» **What you have to do**
Every line of the listing that holds the word "LoginClient" should be returned.

» **Dataset records**
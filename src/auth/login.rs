//! Direct email/password login against the identity authority.
//!
//! This is the secondary path next to the encrypted handoff. The response
//! shape is not fixed: the token is looked up at each of [`TOKEN_POINTERS`]
//! in order and the first non-empty string wins.
//!
//! Failures are split by where they happened:
//! - [`LoginError::Request`]: never left this process (bad input, bad URL)
//! - [`LoginError::NoResponse`]: sent, but nothing came back
//! - [`LoginError::Rejected`]: the server answered with an error status
//! - [`LoginError::MissingToken`]: the server answered 2xx without a token

use super::token::Token;
use crate::config::ApiConfig;
use reqwest::header::ACCEPT;
use serde::Serialize;
use serde_json::Value;
use std::time::Duration;

/// Token locations in a login response, highest priority first.
pub const TOKEN_POINTERS: [&str; 3] = ["/token", "/data/token", "/access_token"];

/// Server-supplied message locations, highest priority first.
const MESSAGE_POINTERS: [&str; 2] = ["/message", "/error"];

pub const MISSING_CREDENTIALS: &str = "Email and password are required";
pub const NO_RESPONSE: &str = "No response received from server";
pub const LOGIN_FAILED: &str = "Login failed";
pub const NO_TOKEN: &str = "No token received from server";

#[derive(Debug, thiserror::Error)]
pub enum LoginError {
    /// The request could not be built or sent.
    #[error("{message}")]
    Request { message: String },

    /// The request went out but no response arrived.
    #[error("{message}")]
    NoResponse {
        message: String,
        #[source]
        source: reqwest::Error,
    },

    /// The server replied with an error status.
    #[error("{message} (HTTP {status})")]
    Rejected {
        status: u16,
        message: String,
        details: Value,
    },

    /// The server replied with success but no usable token.
    #[error("{message}")]
    MissingToken {
        status: u16,
        message: String,
        details: Value,
    },
}

impl LoginError {
    pub fn status(&self) -> Option<u16> {
        match self {
            LoginError::Rejected { status, .. } | LoginError::MissingToken { status, .. } => {
                Some(*status)
            }
            LoginError::Request { .. } | LoginError::NoResponse { .. } => None,
        }
    }

    /// User-facing message.
    pub fn message(&self) -> &str {
        match self {
            LoginError::Request { message }
            | LoginError::NoResponse { message, .. }
            | LoginError::Rejected { message, .. }
            | LoginError::MissingToken { message, .. } => message,
        }
    }

    /// Raw response body, when there was one.
    pub fn details(&self) -> Option<&Value> {
        match self {
            LoginError::Rejected { details, .. } | LoginError::MissingToken { details, .. } => {
                Some(details)
            }
            LoginError::Request { .. } | LoginError::NoResponse { .. } => None,
        }
    }

    /// True when the failure is in the transport rather than the application.
    pub fn is_transport(&self) -> bool {
        matches!(self, LoginError::NoResponse { .. })
    }
}

/// A successful login: the token plus the full response body.
#[derive(Debug, Clone)]
pub struct LoginSuccess {
    pub token: Token,
    pub body: Value,
}

#[derive(Serialize)]
struct LoginRequest<'a> {
    email: &'a str,
    password: &'a str,
}

/// First non-empty string at [`TOKEN_POINTERS`].
pub fn extract_token(body: &Value) -> Option<Token> {
    TOKEN_POINTERS
        .iter()
        .filter_map(|pointer| body.pointer(pointer))
        .filter_map(Value::as_str)
        .find_map(Token::new)
}

fn first_message(body: &Value, pointers: &[&str]) -> Option<String> {
    pointers
        .iter()
        .filter_map(|pointer| body.pointer(pointer))
        .filter_map(Value::as_str)
        .find(|message| !message.trim().is_empty())
        .map(str::to_string)
}

/// Parse a response body as JSON, keeping non-JSON bodies as a string.
pub(crate) fn parse_body(bytes: &[u8]) -> Value {
    if bytes.iter().all(u8::is_ascii_whitespace) {
        return Value::Null;
    }
    serde_json::from_slice(bytes)
        .unwrap_or_else(|_| Value::String(String::from_utf8_lossy(bytes).into_owned()))
}

fn classify_send_error(e: reqwest::Error) -> LoginError {
    if e.is_builder() {
        LoginError::Request {
            message: format!("Login request failed: {e}"),
        }
    } else {
        LoginError::NoResponse {
            message: NO_RESPONSE.to_string(),
            source: e,
        }
    }
}

/// HTTP client for the `login` and `logout` endpoints.
#[derive(Debug, Clone)]
pub struct LoginClient {
    http: reqwest::Client,
    login_url: String,
    logout_url: String,
    auth_header: String,
}

impl LoginClient {
    pub fn new(api: &ApiConfig) -> anyhow::Result<Self> {
        let http = reqwest::Client::builder()
            .timeout(Duration::from_secs(api.timeout_secs))
            .build()?;
        Ok(Self::with_client(http, api))
    }

    pub fn with_client(http: reqwest::Client, api: &ApiConfig) -> Self {
        Self {
            http,
            login_url: api.endpoint("login"),
            logout_url: api.endpoint("logout"),
            auth_header: api.auth_header.clone(),
        }
    }

    /// Post credentials and extract the token. Empty credentials are rejected
    /// without touching the network.
    pub async fn login(&self, email: &str, password: &str) -> Result<LoginSuccess, LoginError> {
        if email.trim().is_empty() || password.is_empty() {
            return Err(LoginError::Request {
                message: MISSING_CREDENTIALS.to_string(),
            });
        }

        tracing::debug!(url = %self.login_url, "Posting login request");
        let response = self
            .http
            .post(&self.login_url)
            .header(ACCEPT, "application/json")
            .json(&LoginRequest { email, password })
            .send()
            .await
            .map_err(classify_send_error)?;

        let status = response.status();
        let bytes = response.bytes().await.map_err(|source| LoginError::NoResponse {
            message: NO_RESPONSE.to_string(),
            source,
        })?;
        let body = parse_body(&bytes);

        if !status.is_success() {
            return Err(LoginError::Rejected {
                status: status.as_u16(),
                message: first_message(&body, &MESSAGE_POINTERS)
                    .unwrap_or_else(|| LOGIN_FAILED.to_string()),
                details: body,
            });
        }

        match extract_token(&body) {
            Some(token) => Ok(LoginSuccess { token, body }),
            None => Err(LoginError::MissingToken {
                status: status.as_u16(),
                message: first_message(&body, &["/error"]).unwrap_or_else(|| NO_TOKEN.to_string()),
                details: body,
            }),
        }
    }

    /// Tell the server to invalidate `token`.
    pub async fn logout(&self, token: &Token) -> Result<(), LoginError> {
        let response = self
            .http
            .post(&self.logout_url)
            .header(ACCEPT, "application/json")
            .header(self.auth_header.as_str(), token.bearer())
            .send()
            .await
            .map_err(classify_send_error)?;

        let status = response.status();
        if status.is_success() {
            return Ok(());
        }
        let body = parse_body(&response.bytes().await.unwrap_or_default());
        Err(LoginError::Rejected {
            status: status.as_u16(),
            message: first_message(&body, &MESSAGE_POINTERS)
                .unwrap_or_else(|| "Logout failed".to_string()),
            details: body,
        })
    }
}

#[cfg(test)]
mod tests {
    use super::*;
    use serde_json::json;
    use wiremock::matchers::{body_json, header, method, path};
    use wiremock::{Mock, MockServer, ResponseTemplate};

    fn client_for(server: &MockServer) -> LoginClient {
        let api = ApiConfig {
            base_url: format!("{}/api", server.uri()),
            ..ApiConfig::default()
        };
        LoginClient::new(&api).unwrap()
    }

    #[test]
    fn token_pointer_priority() {
        let all = json!({"token": "a", "data": {"token": "b"}, "access_token": "c"});
        assert_eq!(extract_token(&all).unwrap().as_str(), "a");

        let nested = json!({"data": {"token": "b"}, "access_token": "c"});
        assert_eq!(extract_token(&nested).unwrap().as_str(), "b");

        let oauth = json!({"access_token": "c"});
        assert_eq!(extract_token(&oauth).unwrap().as_str(), "c");

        let blank_first = json!({"token": "", "data": {"token": 7}, "access_token": "c"});
        assert_eq!(extract_token(&blank_first).unwrap().as_str(), "c");

        assert!(extract_token(&json!({"user": {"id": 1}})).is_none());
        assert!(extract_token(&Value::Null).is_none());
    }

    #[test]
    fn parse_body_keeps_non_json_text() {
        assert_eq!(parse_body(b""), Value::Null);
        assert_eq!(parse_body(b"{\"a\":1}"), json!({"a": 1}));
        assert_eq!(parse_body(b"<html>502</html>"), json!("<html>502</html>"));
    }

    #[tokio::test]
    async fn empty_password_is_rejected_locally() {
        let server = MockServer::start().await;
        Mock::given(method("POST"))
            .respond_with(ResponseTemplate::new(200))
            .expect(0)
            .mount(&server)
            .await;

        let err = client_for(&server).login("a@b.com", "").await.unwrap_err();
        assert!(matches!(err, LoginError::Request { .. }));
        assert_eq!(err.message(), MISSING_CREDENTIALS);
        assert_eq!(err.status(), None);
    }

    #[tokio::test]
    async fn successful_login_posts_credentials() {
        let server = MockServer::start().await;
        Mock::given(method("POST"))
            .and(path("/api/login"))
            .and(header("accept", "application/json"))
            .and(body_json(json!({"email": "a@b.com", "password": "pw"})))
            .respond_with(
                ResponseTemplate::new(200).set_body_json(json!({"data": {"token": "xyz"}})),
            )
            .expect(1)
            .mount(&server)
            .await;

        let success = client_for(&server).login("a@b.com", "pw").await.unwrap();
        assert_eq!(success.token.as_str(), "xyz");
        assert_eq!(success.body["data"]["token"], "xyz");
    }

    #[tokio::test]
    async fn error_status_surfaces_server_message() {
        let server = MockServer::start().await;
        Mock::given(method("POST"))
            .and(path("/api/login"))
            .respond_with(
                ResponseTemplate::new(401).set_body_json(json!({"message": "Identifiants invalides"})),
            )
            .mount(&server)
            .await;

        let err = client_for(&server).login("a@b.com", "bad").await.unwrap_err();
        assert_eq!(err.status(), Some(401));
        assert_eq!(err.message(), "Identifiants invalides");
        assert_eq!(err.details().unwrap()["message"], "Identifiants invalides");
        assert!(!err.is_transport());
    }

    #[tokio::test]
    async fn error_message_falls_back_to_error_field_then_default() {
        let server = MockServer::start().await;
        Mock::given(method("POST"))
            .and(body_json(json!({"email": "a@b.com", "password": "one"})))
            .respond_with(ResponseTemplate::new(500).set_body_json(json!({"error": "boom"})))
            .mount(&server)
            .await;
        Mock::given(method("POST"))
            .and(body_json(json!({"email": "a@b.com", "password": "two"})))
            .respond_with(ResponseTemplate::new(422).set_body_string("unprocessable"))
            .mount(&server)
            .await;

        let client = client_for(&server);
        let err = client.login("a@b.com", "one").await.unwrap_err();
        assert_eq!(err.message(), "boom");
        assert_eq!(err.status(), Some(500));

        let err = client.login("a@b.com", "two").await.unwrap_err();
        assert_eq!(err.message(), LOGIN_FAILED);
        assert_eq!(err.details(), Some(&json!("unprocessable")));
    }

    #[tokio::test]
    async fn success_without_token_is_missing_token() {
        let server = MockServer::start().await;
        Mock::given(method("POST"))
            .respond_with(ResponseTemplate::new(200).set_body_json(json!({"error": "Compte suspendu"})))
            .mount(&server)
            .await;

        let err = client_for(&server).login("a@b.com", "pw").await.unwrap_err();
        assert!(matches!(err, LoginError::MissingToken { status: 200, .. }));
        assert_eq!(err.message(), "Compte suspendu");
    }

    #[tokio::test]
    async fn unreachable_server_is_transport_failure() {
        let port = {
            let listener = std::net::TcpListener::bind("127.0.0.1:0").unwrap();
            listener.local_addr().unwrap().port()
        };
        let api = ApiConfig {
            base_url: format!("http://127.0.0.1:{port}/api"),
            timeout_secs: 5,
            ..ApiConfig::default()
        };

        let err = LoginClient::new(&api).unwrap().login("a@b.com", "pw").await.unwrap_err();
        assert!(err.is_transport());
        assert_eq!(err.message(), NO_RESPONSE);
    }

    #[tokio::test]
    async fn unbuildable_request_is_request_failure() {
        let api = ApiConfig {
            base_url: "not a url".into(),
            ..ApiConfig::default()
        };
        let err = LoginClient::new(&api).unwrap().login("a@b.com", "pw").await.unwrap_err();
        assert!(matches!(err, LoginError::Request { .. }));
        assert_ne!(err.message(), MISSING_CREDENTIALS);
    }

    #[tokio::test]
    async fn logout_sends_bearer_token() {
        let server = MockServer::start().await;
        Mock::given(method("POST"))
            .and(path("/api/logout"))
            .and(header("authorization", "Bearer xyz"))
            .respond_with(ResponseTemplate::new(204))
            .expect(1)
            .mount(&server)
            .await;

        let token = Token::new("xyz").unwrap();
        client_for(&server).logout(&token).await.unwrap();
    }
}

» **Result of the task**
pub struct LoginClient {
impl LoginClient {
    fn client_for(server: &MockServer) -> LoginClient {
        LoginClient::new(&api).unwrap()
        let err = LoginClient::new(&api).unwrap().login("a@b.com", "pw").await.unwrap_err();
        let err = LoginClient::new(&api).unwrap().login("a@b.com", "pw").await.unwrap_err();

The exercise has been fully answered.